Aslan was beautiful at these skills. He seemed to know I was injured and needed him to rise to the occasion. He seemed to know more of the burden of the team would be placed on his tiny shoulders. But he didn’t mind. While he loved running with my friends, he was ecstatic to have me back as his handler. After all, I had trained him. I was the hand that fit perfectly in the glove that was Aslan. We had learned each others’ idiosyncrasies on the course, and we could read each other like no other could. It’s that way with every agility team. The best handler for any dog is the person who trained that dog.
Returning to Competition
So after almost a year, Aslan and I began showing again. I could see he was visibly excited to have me back as his handler, and I was just as thrilled to be back on the agility course with him. What I wasn’t prepared for were the Double Qs that started rolling in.
Almost immediately, we began qualifying at an astonishing rate—a testament to my friends who kept Aslan in tip-top shape during my absence. I returned to the ring in late January, and by March we had already qualified for AKC Agility Nationals, earning six Double Qs and 300-speed points.
But the ride wasn’t over. The Double Qs had continued. And here we were, walking into the ring in Enid, Oklahoma, where it had all begun four years previously. We had garnered 12 Double Qs since January, and if we qualified on this Standard course, the 20th Double Q would be ours, along with the title of MACH.

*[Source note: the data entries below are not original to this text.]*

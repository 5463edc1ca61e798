//! Channel configuration for master/worker communication

/// Channel buffer configuration
#[derive(Debug, Clone)]
pub struct ChannelConfig {
    /// Inbound buffer on the master (all workers -> message handler)
    pub inbound_buffer: usize,

    /// Per-worker outbound queue on both sides
    pub outbound_buffer: usize,

    /// Buffer of the in-process transport
    pub link_buffer: usize,

    /// Periodic stats report buffer (reporter -> consumer)
    pub report_buffer: usize,
}

impl Default for ChannelConfig {
    fn default() -> Self {
        Self {
            inbound_buffer: 4_096,
            outbound_buffer: 256,
            link_buffer: 256,
            report_buffer: 64,
        }
    }
}

impl ChannelConfig {
    /// Set the master inbound buffer size
    pub fn with_inbound_buffer(mut self, size: usize) -> Self {
        self.inbound_buffer = size;
        self
    }

    /// Set the per-worker outbound buffer size
    pub fn with_outbound_buffer(mut self, size: usize) -> Self {
        self.outbound_buffer = size;
        self
    }

    /// Set the stats report buffer size
    pub fn with_report_buffer(mut self, size: usize) -> Self {
        self.report_buffer = size;
        self
    }
}

#[cfg(test)]
mod tests {
    use super::*;

    #[test]
    fn test_channel_config_default() {
        let config = ChannelConfig::default();
        assert_eq!(config.inbound_buffer, 4_096);
        assert_eq!(config.outbound_buffer, 256);
        assert_eq!(config.report_buffer, 64);
    }

    #[test]
    fn test_channel_config_builder() {
        let config = ChannelConfig::default()
            .with_inbound_buffer(16)
            .with_outbound_buffer(8)
            .with_report_buffer(4);
        assert_eq!(config.inbound_buffer, 16);
        assert_eq!(config.outbound_buffer, 8);
        assert_eq!(config.report_buffer, 4);
    }
}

I set Aslan down at the start line and told him to stay. Again, the excitement of the game caused him to stand on tippy-toe, but he didn’t move. I walked slowly to lead out two jumps. The arena was dead quiet, as most of the audience knew our story. I could hear my heartbeat in my left ear—a constant reminder of my former injury. I got into position and turned to face my sweet, talented partner. His focus was glued on me, waiting with extreme anticipation to run with me again. I said, “OK, over,” and he began his MACH run.
We MACHed that day and took a truncated victory lap to the cheers of our friends and my students. I wasn’t the only one with tears in my eyes as Aslan, and I got a hug from the judge and picked up that beautiful MACH bar right off the course.
What an incredible ride. But the ride has really just begun. Aslan and I will be going to Nationals in late March, and I am hopeful to continue the journey and get a number after our MACH, indicating another agility championship.
He’s an incredible little dog. I know that when I fail as a team member, he will be willing to be trained to take up the slack. He’ll never complain, and in fact, he’ll love doing it. See, for Aslan and I, there’s nothing more fun than running an agility course together – as a team. And we know anything is possible.